For users with a T or 1750/2150 series eye tracker mobile device testing is possible using the scene camera function in Tobii Studio, and placing a camera under a table as seen in the image opposite. The user then interacts physically with the phone under the table – and views their actions on the screen and is eye tracked as normal. For obvious reasons this is not the most natural way of testing mobile devices!

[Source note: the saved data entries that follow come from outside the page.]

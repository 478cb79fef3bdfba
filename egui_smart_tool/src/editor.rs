//! 编辑命令和事件模块
//!
//! 定义了智能工具的命令系统和事件系统，用于与宿主应用交互。

use crate::drag::DragState;
use crate::edit_mode::{EditMode, ResolvedMove};
use crate::structure::{ClipId, RangeSelection};
use crate::tool::{ExplicitTool, ToolAction};

#[derive(Clone, Debug)]
pub enum SmartToolCommand {
    SetTool { tool: ExplicitTool },
    SetEditMode { mode: EditMode },
    CancelDrag,
}

#[derive(Clone, Debug)]
pub enum SmartToolEvent {
    DragStarted {
        state: DragState,
    },
    DragUpdated {
        state: DragState,
    },
    DragEnded {
        state: DragState,
    },
    DragCancelled {
        clip_id: Option<ClipId>,
    },
    ClipSelected {
        clip_id: ClipId,
    },
    ClipMoved {
        clip_id: ClipId,
        duplicate: bool,
        resolved: ResolvedMove,
    },
    ClipTrimmedLeft {
        clip_id: ClipId,
        new_boundary: f64,
    },
    ClipTrimmedRight {
        clip_id: ClipId,
        new_boundary: f64,
    },
    FadeInChanged {
        clip_id: ClipId,
        duration: f64,
    },
    FadeOutChanged {
        clip_id: ClipId,
        duration: f64,
    },
    CrossfadeRequested {
        clip_a: ClipId,
        clip_b: ClipId,
        overlap: f64,
    },
    RangeSelected {
        range: RangeSelection,
    },
    ToolActionTriggered {
        action: ToolAction,
    },
    ToolChanged {
        tool: ExplicitTool,
    },
    EditModeChanged {
        mode: EditMode,
    },
}
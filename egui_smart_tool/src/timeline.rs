//! 时间轴模块
//!
//! 宿主时间轴的缩放/滚动/速度状态。它同时充当项目的原生时间基准（以 tick 为最小单位）
//! 和 Grid 模式的网格提供者。

use crate::context::{GridSource, TimeBase};
use serde::{Deserialize, Serialize};

#[derive(Clone, Debug, Serialize, Deserialize)]
#[serde(default)]
pub struct TimelineState {
    pub zoom_x: f32,           // 水平缩放（像素/节拍）
    pub scroll_x: f64,         // 水平滚动位置（节拍）
    pub manual_scroll_x: f32,  // 手动水平滚动偏移（像素）
    pub header_width: f32,     // 轨道头宽度，时间轴从这里开始
    pub snap_enabled: bool,
    pub snap_interval: u64,    // 对齐间隔（tick）
    pub bpm: f32,
    pub ticks_per_beat: u16,
}

impl Default for TimelineState {
    fn default() -> Self {
        Self {
            zoom_x: 100.0,       // 100 像素/节拍
            scroll_x: 0.0,
            manual_scroll_x: 0.0,
            header_width: 0.0,
            snap_enabled: true,
            snap_interval: 480,  // 1 拍
            bpm: 120.0,
            ticks_per_beat: 480,
        }
    }
}

impl TimelineState {
    fn seconds_per_tick(&self) -> f64 {
        let seconds_per_beat = 60.0 / self.bpm.max(1.0) as f64;
        seconds_per_beat / self.ticks_per_beat.max(1) as f64
    }

    /// 将时间（秒）转换为 tick
    pub fn time_to_tick(&self, time: f64) -> i64 {
        (time / self.seconds_per_tick()).round() as i64
    }

    /// 将 tick 转换为时间（秒）
    pub fn tick_to_time(&self, tick: i64) -> f64 {
        tick as f64 * self.seconds_per_tick()
    }

    pub fn beat_to_tick(&self, beat: f64) -> i64 {
        (beat * self.ticks_per_beat.max(1) as f64).round() as i64
    }

    pub fn tick_to_beat(&self, tick: i64) -> f64 {
        tick as f64 / self.ticks_per_beat.max(1) as f64
    }

    /// 将 tick 转换为 x 坐标（像素）
    pub fn tick_to_x(&self, tick: i64) -> f32 {
        let rel_beat = self.tick_to_beat(tick) - self.scroll_x;
        self.header_width + (rel_beat as f32 * self.zoom_x) + self.manual_scroll_x
    }

    /// 将 x 坐标（像素）转换为 tick。滚动到 0 之前的位置会得到负 tick。
    pub fn x_to_tick(&self, x: f32) -> i64 {
        let rel_x = x - self.header_width - self.manual_scroll_x;
        let beat = (rel_x / self.zoom_x.max(f32::EPSILON)) as f64 + self.scroll_x;
        self.beat_to_tick(beat)
    }

    pub fn time_to_x(&self, time: f64) -> f32 {
        self.tick_to_x(self.time_to_tick(time))
    }
}

impl TimeBase for TimelineState {
    fn x_to_time(&self, x: f32) -> f64 {
        self.tick_to_time(self.x_to_tick(x))
    }

    fn dx_to_time(&self, dx: f32) -> f64 {
        let beats = (dx / self.zoom_x.max(f32::EPSILON)) as f64;
        self.tick_to_time(self.beat_to_tick(beats))
    }
}

impl GridSource for TimelineState {
    fn grid_interval(&self) -> f64 {
        if !self.snap_enabled || self.snap_interval == 0 {
            return 0.0;
        }
        self.tick_to_time(self.snap_interval as i64)
    }
}
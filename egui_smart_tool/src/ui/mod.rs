//! UI 模块
//!
//! egui 前端适配：把 egui 的指针响应、修饰键和快捷键翻译为 [`SmartTool`] 的显式调用，
//! 并提供区域高亮和拖拽预览的绘制函数。

mod renderer;
mod toolbar;

pub use renderer::{draw_drag_preview, draw_grid, draw_selection_box, draw_zone_overlay};
pub use toolbar::Toolbar;

use crate::context::{ClipLayout, EditContext, GridSource, TimeBase};
use crate::edit_mode::EditMode;
use crate::editor::{SmartToolCommand, SmartToolEvent};
use crate::smart_tool::SmartTool;
use crate::timeline::TimelineState;
use crate::tool::ExplicitTool;
use egui::*;

pub struct SmartToolEditor {
    tool: SmartTool,
}

impl SmartToolEditor {
    pub fn new(tool: SmartTool) -> Self {
        Self { tool }
    }

    pub fn tool(&self) -> &SmartTool {
        &self.tool
    }

    pub fn tool_mut(&mut self) -> &mut SmartTool {
        &mut self.tool
    }

    pub fn take_events(&mut self) -> Vec<SmartToolEvent> {
        self.tool.take_events()
    }

    pub fn toolbar_ui(&mut self, ui: &mut Ui, timeline: &mut TimelineState) {
        let mut toolbar = Toolbar::new(self.tool.active_tool(), self.tool.edit_mode());
        toolbar.ui(ui, timeline, &mut |cmd| {
            self.tool.execute_command(cmd);
        });
    }

    /// 处理一帧的交互。`response` 应覆盖整个剪辑编辑区域并使用 `Sense::click_and_drag()`。
    pub fn interact(
        &mut self,
        ui: &Ui,
        response: &Response,
        layout: &dyn ClipLayout,
        time_base: &dyn TimeBase,
        grid: &dyn GridSource,
    ) {
        self.handle_shortcuts(ui);

        let (modifiers, focused, press_origin) =
            ui.input(|i| (i.modifiers, i.focused, i.pointer.press_origin()));
        let ctx = EditContext::new(layout, &modifiers, time_base, grid);

        // 窗口失去焦点时取消手势
        if !focused {
            self.tool.execute_command(SmartToolCommand::CancelDrag);
        }

        let pointer_pos = response.interact_pointer_pos().or(response.hover_pos());

        if response.drag_started_by(PointerButton::Primary) {
            if let Some(pos) = pointer_pos {
                // egui 在越过拖拽阈值后才报告开始，用按下的位置作为起点
                self.tool.pointer_down(press_origin.unwrap_or(pos), &ctx);
                self.tool.pointer_move(pos, &ctx);
            }
        } else if response.dragged_by(PointerButton::Primary) {
            if let Some(pos) = pointer_pos {
                self.tool.pointer_move(pos, &ctx);
            }
        }

        if response.drag_stopped_by(PointerButton::Primary) {
            let pos = pointer_pos.or(press_origin).unwrap_or_default();
            self.tool.pointer_up(pos, &ctx);
        } else if response.clicked_by(PointerButton::Primary) {
            if let Some(pos) = pointer_pos {
                self.tool.pointer_down(pos, &ctx);
                self.tool.pointer_up(pos, &ctx);
            }
        } else if !self.tool.is_dragging() {
            if let Some(pos) = response.hover_pos() {
                self.tool.hover(pos, &ctx);
            }
        }

        if response.hovered() || self.tool.is_dragging() {
            ui.ctx().set_cursor_icon(self.tool.cursor());
        }
    }

    /// 绘制悬停区域高亮和进行中的拖拽预览
    pub fn paint_overlay(&self, painter: &Painter) {
        if let Some(drag) = self.tool.drag_state() {
            draw_drag_preview(painter, drag);
        } else if let Some(hit) = self.tool.last_hit() {
            if self.tool.active_tool().uses_zones() {
                draw_zone_overlay(painter, hit, self.tool.zone_config());
            }
        }
    }

    fn handle_shortcuts(&mut self, ui: &Ui) {
        const MODE_KEYS: [(Key, EditMode); 4] = [
            (Key::F1, EditMode::Shuffle),
            (Key::F2, EditMode::Slip),
            (Key::F3, EditMode::Spot),
            (Key::F4, EditMode::Grid),
        ];
        const TOOL_KEYS: [(Key, ExplicitTool); 6] = [
            (Key::F5, ExplicitTool::Zoom),
            (Key::F6, ExplicitTool::Split),
            (Key::F7, ExplicitTool::Select),
            (Key::F8, ExplicitTool::Range),
            (Key::F9, ExplicitTool::Draw),
            (Key::F10, ExplicitTool::Smart),
        ];

        let mut commands = Vec::new();
        ui.input(|i| {
            if i.key_pressed(Key::Escape) {
                commands.push(SmartToolCommand::CancelDrag);
            }
            for (key, mode) in MODE_KEYS {
                if i.key_pressed(key) {
                    commands.push(SmartToolCommand::SetEditMode { mode });
                }
            }
            for (key, tool) in TOOL_KEYS {
                if i.key_pressed(key) {
                    commands.push(SmartToolCommand::SetTool { tool });
                }
            }
        });
        for command in commands {
            self.tool.execute_command(command);
        }
    }
}
//! Cancellable periodic task registry.
//!
//! Background loops register here instead of spawning ad-hoc timers, so
//! the whole schedule can be shut down cleanly and tests can run the loop
//! bodies directly without waiting on wall-clock intervals.

use std::future::Future;
use std::time::Duration;

use parking_lot::Mutex;
use tokio::sync::watch;
use tokio::task::JoinHandle;

/// Registry of named periodic background tasks.
pub struct TaskRegistry {
    shutdown_tx: watch::Sender<bool>,
    handles: Mutex<Vec<(String, JoinHandle<()>)>>,
}

impl Default for TaskRegistry {
    fn default() -> Self {
        Self::new()
    }
}

impl TaskRegistry {
    pub fn new() -> Self {
        let (shutdown_tx, _) = watch::channel(false);
        Self {
            shutdown_tx,
            handles: Mutex::new(Vec::new()),
        }
    }

    /// Spawn a named periodic task.
    ///
    /// `period` is re-read before every tick, so configuration changes to
    /// an interval take effect on the next cycle. The task body runs to
    /// completion even when shutdown arrives mid-run; shutdown interrupts
    /// only the sleep.
    pub fn spawn_periodic<P, PF, T, TF>(&self, name: impl Into<String>, period: P, task: T)
    where
        P: Fn() -> PF + Send + 'static,
        PF: Future<Output = Duration> + Send,
        T: Fn() -> TF + Send + 'static,
        TF: Future<Output = ()> + Send,
    {
        let name = name.into();
        let mut shutdown_rx = self.shutdown_tx.subscribe();
        let task_name = name.clone();

        let handle = tokio::spawn(async move {
            tracing::debug!(task = %task_name, "periodic task started");
            loop {
                let delay = period().await;
                tokio::select! {
                    _ = tokio::time::sleep(delay) => {
                        task().await;
                    }
                    changed = shutdown_rx.changed() => {
                        if changed.is_err() || *shutdown_rx.borrow() {
                            break;
                        }
                    }
                }
            }
            tracing::debug!(task = %task_name, "periodic task stopped");
        });

        self.handles.lock().push((name, handle));
    }

    /// Names of registered tasks.
    pub fn task_names(&self) -> Vec<String> {
        self.handles.lock().iter().map(|(n, _)| n.clone()).collect()
    }

    /// Signal all tasks to stop and wait for them to finish.
    pub async fn shutdown(&self) {
        let _ = self.shutdown_tx.send(true);
        let handles: Vec<_> = self.handles.lock().drain(..).collect();
        for (name, handle) in handles {
            if handle.await.is_err() {
                tracing::warn!(task = %name, "periodic task panicked");
            }
        }
    }
}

Utilising a X series eye tracker, inverted you can test mobile phone devices in a much more relaxed and realistic way. The eye tracker is inverted to adjust the viewing angle of the unit from 0 to 35 degrees into 0 to -35 degrees. This compensates for the fact you are looking underneath the tracker, not over it as you would with a screen based test. The calibration is done on a level plane with the tracker and there is an amount of movement allowed of the handset by the participant. A manual calibration is required, and a strict procedure to invert the calibration needs to be followed.
Testing Physical World Objects Scene Camera For Physical Stimuli
To further add to the flexibility of the X series tracker it can also be used with an external ‘scene’ camera to test physical objects such as mobile phones, printed material, toys, hand held devices and so on.
As there is no screen to base a calibration on a grid is printed or drawn onto card or similar and this is then mapped within the software to ensure the eye tracked data is accurate.
The camera is connected to the PC via a video capture board and live viewing is possible.